Discussion on the Installation, Maintenance and Management of Flange Valves
2023-06-29 09:51:54
Introduction
With the continuous improvement of industrialization, petrochemical plants are distributed on land and at sea. The storage and transportation of materials within or between the plants are mostly completed through equipment, valves, and pipeline systems. Among them, valves are important pipeline components used to control the movement of media within the pipeline system. They are also important control components that can manually or automatically adjust and change the pressure, flow rate, etc. of the media (liquids, gases, powders) flowing in the pipeline and other media flowing in the equipment pipeline, and control the flow direction of the pipeline media or the static direction of the fluid. According to the changes in the requirements of the media flow within the pipeline system, the opening, closing, and direction of the valves are controlled to make the conveyed media meet the requirements of movement, stop, or change the flow rate of the media, adjust the pressure of the conveyed media, etc. Valves are commonly used in the middle and end positions of pipelines. According to the requirements of process production technology, in order to facilitate manufacturing, transportation, installation, and maintenance, the vast majority of petrochemical equipment adopts detachable connection structures. It is composed of valve bodies, valve covers, valve seats, opening and closing accessories, drive control mechanisms, sealing packing, and connection fastener components. The driving mode of the valve can be selected arbitrarily, and the transmission methods include manual, pneumatic, hydraulic, electric, combined electric and pneumatic, combined electro-hydraulic drive, and combined electric and pneumatic drive methods, etc. It can operate according to pre-set conditions under the combined influence of various external physical forms such as air pressure changes, temperature changes, and signal transmission.
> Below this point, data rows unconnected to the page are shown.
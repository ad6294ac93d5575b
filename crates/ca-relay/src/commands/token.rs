//! Token command implementations

use std::path::Path;

use anyhow::Result;

use crate::output::{print_info, print_success, print_warning};

/// Print the current token, creating it on first use
pub fn token_show(config_path: &Path) -> Result<()> {
    let config = super::load(config_path)?;
    let tokens = super::open_tokens(&config, config_path)?;

    match tokens.path() {
        Some(path) => print_info(&format!("Token file: {:?}", path)),
        None => print_info(&format!("Token from {}", ca_core::token::TOKEN_ENV)),
    }
    println!("{}", tokens.token().as_str());
    Ok(())
}

/// Replace the token
///
/// A running relay keeps accepting the old token until it is reloaded
/// (SIGHUP) or restarted.
pub fn token_rotate(config_path: &Path) -> Result<()> {
    let config = super::load(config_path)?;
    let tokens = super::open_tokens(&config, config_path)?;

    if tokens.path().is_none() {
        print_warning(&format!(
            "Token is set by {}; change that variable instead",
            ca_core::token::TOKEN_ENV
        ));
        anyhow::bail!("Cannot rotate an environment-provided token");
    }

    let token = tokens.rotate()?;
    print_success("Token rotated");
    println!("{}", token.as_str());
    print_info("Send SIGHUP to (or restart) a running relay, then update paired devices");
    Ok(())
}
The advantages of valves in connection, sealing, disassembly, etc. make valves the main connecting parts of production plants such as petrochemical plants, and the management of valves has become an important task in the construction of plants.
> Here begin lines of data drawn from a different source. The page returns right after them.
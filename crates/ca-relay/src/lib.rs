//! ca-relay: Claude Anywhere relay
//!
//! Streams an AI coding agent's terminal to remote devices over WebSocket.
//! Each connection gets its own pseudo-terminal and agent process, which is
//! killed when the connection goes away.

pub mod commands;
pub mod output;
pub mod server;
pub mod service;
pub mod session;

pub use server::{RelayContext, RelayHandle, RelayServer, Timeouts};
pub use service::{RelayService, StartTrigger};
pub use session::{CommandSpec, PtySession, SessionManager, SessionState};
1. Valve Storage and Transportation
1.1 Classification and Storage of Valves
There are a wide variety of valves, and new valves with strong applicability, simple structure, novel materials, and wide applications are constantly being developed. According to the composition material, connection form, driving mode, nominal pressure, and the function of the valve, there are multiple classification methods. For example, there are metal valves and non-metal valves. Before long-term storage of metal valves, lubricating grease should be applied, and the storage space should be dry to prevent rust. Non-ferrous metal valves such as stainless steel valves can be wrapped with buffer materials and packed in wooden boxes. It should be noted that buffer materials must be padded on the sealing surface to prevent bumps. If it is a carbon steel valve, rust prevention protection is required. Wrap it with vapor-phase rust prevention materials, and at the same time use buffer materials, and then pack it in a wooden box. Each valve should be stored separately because the contact storage of metal materials of different materials and batch numbers will accelerate corrosion and rust due to the electrochemical effect. Non-metal valves are generally used in anti-corrosion occasions. They will not rust by themselves, but mechanical damage and deformation should be prevented.
1.2 Valve Transportation
(1) When transporting valves, first of all, the flange surfaces of the valves need to be protected. Apply lubricating grease on the sealing surface to prevent rust and affect the sealing effect, and then use plastic gaskets or wooden boards to block it.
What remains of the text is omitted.